Sierra Nevada, Ahora y siempre.

La educación liberal y la segregación por sexo

Blog - La soportable levedad - Francis Fernández - Domingo, 4 de Junio de 2017
laicismo.org

Solo las personas que han recibido educación son libres. Epicteto

Es fácil imaginar el rechinar de dientes que a los sectores más conservadores les puede dar ver la palabra liberal unida a educación, ya que uno de los instrumentos más poderosos que siempre han manejado para que todo quede igual, ese apelar a la tradición, es la instrucción. Porque de eso se trata, de instruir, no de educar. Instruir en cómo debe comportarse la nueva elite que habrá de liderar el mundo y de cómo instruir a los liderados en su papel de sumisión. Se trata de dar doctrina, y rechazar profundamente cualquier cambio en ese adoctrinar que pueda poner en duda cualquiera de los valores que pretenden inculcar en las dúctiles mentes más jóvenes. Como si esos valores hubieran de ser eternos y adorados en el altar de las cosas son como son y ya está.  

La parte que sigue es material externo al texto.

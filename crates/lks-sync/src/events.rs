//! Typed lock events decoded from stored history.
//!
//! A [`LogEntry`] keeps its discriminant as a raw string. [`LockEvent::decode`]
//! turns it into one variant per known log type, with the payload parsed. An
//! unknown discriminant or a payload that fails to parse yields `None` and the
//! entry is skipped by replay (it is still marked processed).

use chrono::{DateTime, Utc};
use serde::de::DeserializeOwned;
use tracing::{debug, warn};

use lks_schemas::{
    DiceRolledPayload, ExtensionChangePayload, LockRole, LogEntry, LogType, LogUser,
    MaxLimitDateIncreasedPayload, PilloryEndedPayload, PilloryStartedPayload, TaskPayload,
    TasksVoteEndedPayload, TimeChangedPayload, VerificationPicturePayload,
    WheelOfFortuneTurnedPayload,
};

use crate::extensions::WheelSegment;

/// Fields common to every log, handed to each callback next to the payload.
#[derive(Debug, Clone, PartialEq)]
pub struct LogMeta {
    pub id: String,
    pub lock_id: String,
    pub log_type: LogType,
    pub created_at: DateTime<Utc>,
    pub role: Option<LockRole>,
    pub extension: Option<String>,
    pub title: String,
    pub description: String,
    pub user: Option<LogUser>,
}

impl LogMeta {
    fn new(log: &LogEntry, log_type: LogType) -> Self {
        Self {
            id: log.id.clone(),
            lock_id: log.lock_id.clone(),
            log_type,
            created_at: log.created_at,
            role: log.role,
            extension: log.extension.clone(),
            title: log.title.clone(),
            description: log.description.clone(),
            user: log.user.clone(),
        }
    }
}

#[derive(Debug, Clone, PartialEq)]
pub enum LockEvent {
    Locked,
    Unlocked,
    Deserted,
    KeyholderTrusted,
    SessionOfferAccepted,
    MaxLimitDateRemoved,
    MaxLimitDateIncreased(MaxLimitDateIncreasedPayload),
    LockFrozen,
    LockUnfrozen,
    TimerHidden,
    TimerRevealed,
    TimeLogsHidden,
    TimeLogsRevealed,
    ExtensionUpdated(ExtensionChangePayload),
    ExtensionEnabled(ExtensionChangePayload),
    ExtensionDisabled(ExtensionChangePayload),
    TimeChanged(TimeChangedPayload),
    LinkTimeChanged(TimeChangedPayload),
    DiceRolled(DiceRolledPayload),
    TaskAssigned(TaskPayload),
    TaskCompleted(TaskPayload),
    TaskFailed(TaskPayload),
    TasksVoteEnded(TasksVoteEndedPayload),
    TemporaryOpeningOpened,
    TemporaryOpeningLocked,
    TemporaryOpeningLockedLate,
    VerificationPictureSubmitted(VerificationPicturePayload),
    PilloryStarted(PilloryStartedPayload),
    PilloryEnded(PilloryEndedPayload),
    WheelOfFortuneTurned(WheelSegment),
    TimerGuessed,
}

impl LockEvent {
    pub fn decode(log: &LogEntry) -> Option<(LogMeta, LockEvent)> {
        let Some(kind) = log.kind() else {
            debug!(log_id = %log.id, log_type = %log.log_type, "history/unknown-type");
            return None;
        };
        let event = match kind {
            LogType::Locked => LockEvent::Locked,
            LogType::Unlocked => LockEvent::Unlocked,
            LogType::Deserted => LockEvent::Deserted,
            LogType::KeyholderTrusted => LockEvent::KeyholderTrusted,
            LogType::SessionOfferAccepted => LockEvent::SessionOfferAccepted,
            LogType::MaxLimitDateRemoved => LockEvent::MaxLimitDateRemoved,
            LogType::MaxLimitDateIncreased => LockEvent::MaxLimitDateIncreased(payload(log)?),
            LogType::LockFrozen => LockEvent::LockFrozen,
            LogType::LockUnfrozen => LockEvent::LockUnfrozen,
            LogType::TimerHidden => LockEvent::TimerHidden,
            LogType::TimerRevealed => LockEvent::TimerRevealed,
            LogType::TimeLogsHidden => LockEvent::TimeLogsHidden,
            LogType::TimeLogsRevealed => LockEvent::TimeLogsRevealed,
            LogType::ExtensionUpdated => LockEvent::ExtensionUpdated(payload(log)?),
            LogType::ExtensionEnabled => LockEvent::ExtensionEnabled(payload(log)?),
            LogType::ExtensionDisabled => LockEvent::ExtensionDisabled(payload(log)?),
            LogType::TimeChanged => LockEvent::TimeChanged(payload(log)?),
            LogType::LinkTimeChanged => LockEvent::LinkTimeChanged(payload(log)?),
            LogType::DiceRolled => LockEvent::DiceRolled(payload(log)?),
            LogType::TaskAssigned => LockEvent::TaskAssigned(payload(log)?),
            LogType::TaskCompleted => LockEvent::TaskCompleted(payload(log)?),
            LogType::TaskFailed => LockEvent::TaskFailed(payload(log)?),
            LogType::TasksVoteEnded => LockEvent::TasksVoteEnded(payload(log)?),
            LogType::TemporaryOpeningOpened => LockEvent::TemporaryOpeningOpened,
            LogType::TemporaryOpeningLocked => LockEvent::TemporaryOpeningLocked,
            LogType::TemporaryOpeningLockedLate => LockEvent::TemporaryOpeningLockedLate,
            LogType::VerificationPictureSubmitted => {
                LockEvent::VerificationPictureSubmitted(payload(log)?)
            }
            LogType::PilloryStarted => LockEvent::PilloryStarted(payload(log)?),
            LogType::PilloryEnded => LockEvent::PilloryEnded(payload(log)?),
            LogType::WheelOfFortuneTurned => {
                let turned: WheelOfFortuneTurnedPayload = payload(log)?;
                match WheelSegment::from_model(&turned.segment) {
                    Some(segment) => LockEvent::WheelOfFortuneTurned(segment),
                    None => {
                        debug!(log_id = %log.id, "history/unknown-segment");
                        return None;
                    }
                }
            }
            LogType::TimerGuessed => LockEvent::TimerGuessed,
        };
        Some((LogMeta::new(log, kind), event))
    }
}

fn payload<T: DeserializeOwned>(log: &LogEntry) -> Option<T> {
    match log.payload_as() {
        Ok(v) => Some(v),
        Err(err) => {
            warn!(
                log_id = %log.id,
                lock_id = %log.lock_id,
                log_type = %log.log_type,
                error = %err,
                "history/bad-payload"
            );
            None
        }
    }
}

Y no cabe duda, que más allá de que los de arriba merecen estar donde están y los de abajo merecen seguir en su lugar, con ciertas comodidades claro, que tampoco se trata de excederse en crueldad, otro de los máximos pilares de la instrucción en las tradiciones a las nuevas generaciones, es que los hombres tienen unos valores propios y merecen una instrucción adecuada, y el sexo débil, otra instrucción diferente, separadas del sexo dominante, no vaya a ser que les distraigan, algo que está en su carácter banal y coqueto. Supongo que algo así deben pensar los popes defensores de la tradición. 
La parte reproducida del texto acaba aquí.